## PROBLEM DETAILS
Every line of the data should be output word for word.

## SUPPLIED RECORDS
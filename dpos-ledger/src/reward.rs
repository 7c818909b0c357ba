//! Block reward milestone schedule
//!
//! Rewards start at `offset` and step through `milestones`, one step every
//! `distance` blocks; after the last milestone the final reward holds forever.

use crate::config::RewardConfig;
use crate::{Error, Result};
use rust_decimal::Decimal;

/// Reward schedule
#[derive(Debug, Clone)]
pub struct BlockReward {
    milestones: Vec<u64>,
    offset: u64,
    distance: u64,
    total_amount: u64,
}

impl BlockReward {
    /// Build the schedule
    pub fn new(config: &RewardConfig, total_amount: i64) -> Self {
        Self {
            milestones: config.milestones.clone(),
            offset: config.offset,
            distance: config.distance.max(1),
            total_amount: total_amount.max(0) as u64,
        }
    }

    fn check_height(height: u64) -> Result<()> {
        if height == 0 {
            return Err(Error::InvalidHeight(0));
        }
        Ok(())
    }

    /// Milestone index in effect at `height`
    pub fn milestone(&self, height: u64) -> Result<usize> {
        Self::check_height(height)?;
        if height < self.offset || self.milestones.is_empty() {
            return Ok(0);
        }
        let location = ((height - self.offset) / self.distance) as usize;
        let last = self.milestones.len() - 1;
        if location > last {
            return Ok(last);
        }
        Ok(location)
    }

    /// Reward for forging the block at `height`
    pub fn reward(&self, height: u64) -> Result<u64> {
        Self::check_height(height)?;
        if height < self.offset {
            return Ok(0);
        }
        let milestone = self.milestone(height)?;
        Ok(self.milestones.get(milestone).copied().unwrap_or(0))
    }

    /// Total supply once the block at `height` has been forged
    pub fn supply(&self, height: u64) -> Result<Decimal> {
        let mut supply = Decimal::from(self.total_amount);
        Self::check_height(height)?;
        if height < self.offset {
            return Ok(supply);
        }

        let milestone = self.milestone(height)?;
        let mut remaining = height - self.offset + 1;

        for (i, &multiplier) in self.milestones.iter().enumerate() {
            if i > milestone {
                break;
            }
            let amount = if remaining < self.distance {
                remaining % self.distance
            } else {
                remaining -= self.distance;
                if remaining > 0 && i == self.milestones.len() - 1 {
                    self.distance + remaining
                } else {
                    self.distance
                }
            };
            supply += Decimal::from(amount) * Decimal::from(multiplier);
        }

        Ok(supply)
    }
}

## ANSWER TO THIS TASK
filename dpos-ledger/src/reward.rs
repository 7c818909b0c357ba
//! Block reward milestone schedule
//!
//! Rewards start at `offset` and step through `milestones`, one step every
//! `distance` blocks; after the last milestone the final reward holds forever.

use crate::config::RewardConfig;
use crate::{Error, Result};
use rust_decimal::Decimal;

/// Reward schedule
#[derive(Debug, Clone)]
pub struct BlockReward {
    milestones: Vec<u64>,
    offset: u64,
    distance: u64,
    total_amount: u64,
}

impl BlockReward {
    /// Build the schedule
    pub fn new(config: &RewardConfig, total_amount: i64) -> Self {
        Self {
            milestones: config.milestones.clone(),
            offset: config.offset,
            distance: config.distance.max(1),
            total_amount: total_amount.max(0) as u64,
        }
    }

    fn check_height(height: u64) -> Result<()> {
        if height == 0 {
            return Err(Error::InvalidHeight(0));
        }
        Ok(())
    }

    /// Milestone index in effect at `height`
    pub fn milestone(&self, height: u64) -> Result<usize> {
        Self::check_height(height)?;
        if height < self.offset || self.milestones.is_empty() {
            return Ok(0);
        }
        let location = ((height - self.offset) / self.distance) as usize;
        let last = self.milestones.len() - 1;
        if location > last {
            return Ok(last);
        }
        Ok(location)
    }

    /// Reward for forging the block at `height`
    pub fn reward(&self, height: u64) -> Result<u64> {
        Self::check_height(height)?;
        if height < self.offset {
            return Ok(0);
        }
        let milestone = self.milestone(height)?;
        Ok(self.milestones.get(milestone).copied().unwrap_or(0))
    }

    /// Total supply once the block at `height` has been forged
    pub fn supply(&self, height: u64) -> Result<Decimal> {
        let mut supply = Decimal::from(self.total_amount);
        Self::check_height(height)?;
        if height < self.offset {
            return Ok(supply);
        }

        let milestone = self.milestone(height)?;
        let mut remaining = height - self.offset + 1;

        for (i, &multiplier) in self.milestones.iter().enumerate() {
            if i > milestone {
                break;
            }
            let amount = if remaining < self.distance {
                remaining % self.distance
            } else {
                remaining -= self.distance;
                if remaining > 0 && i == self.milestones.len() - 1 {
                    self.distance + remaining
                } else {
                    self.distance
                }
            };
            supply += Decimal::from(amount) * Decimal::from(multiplier);
        }

        Ok(supply)
    }
}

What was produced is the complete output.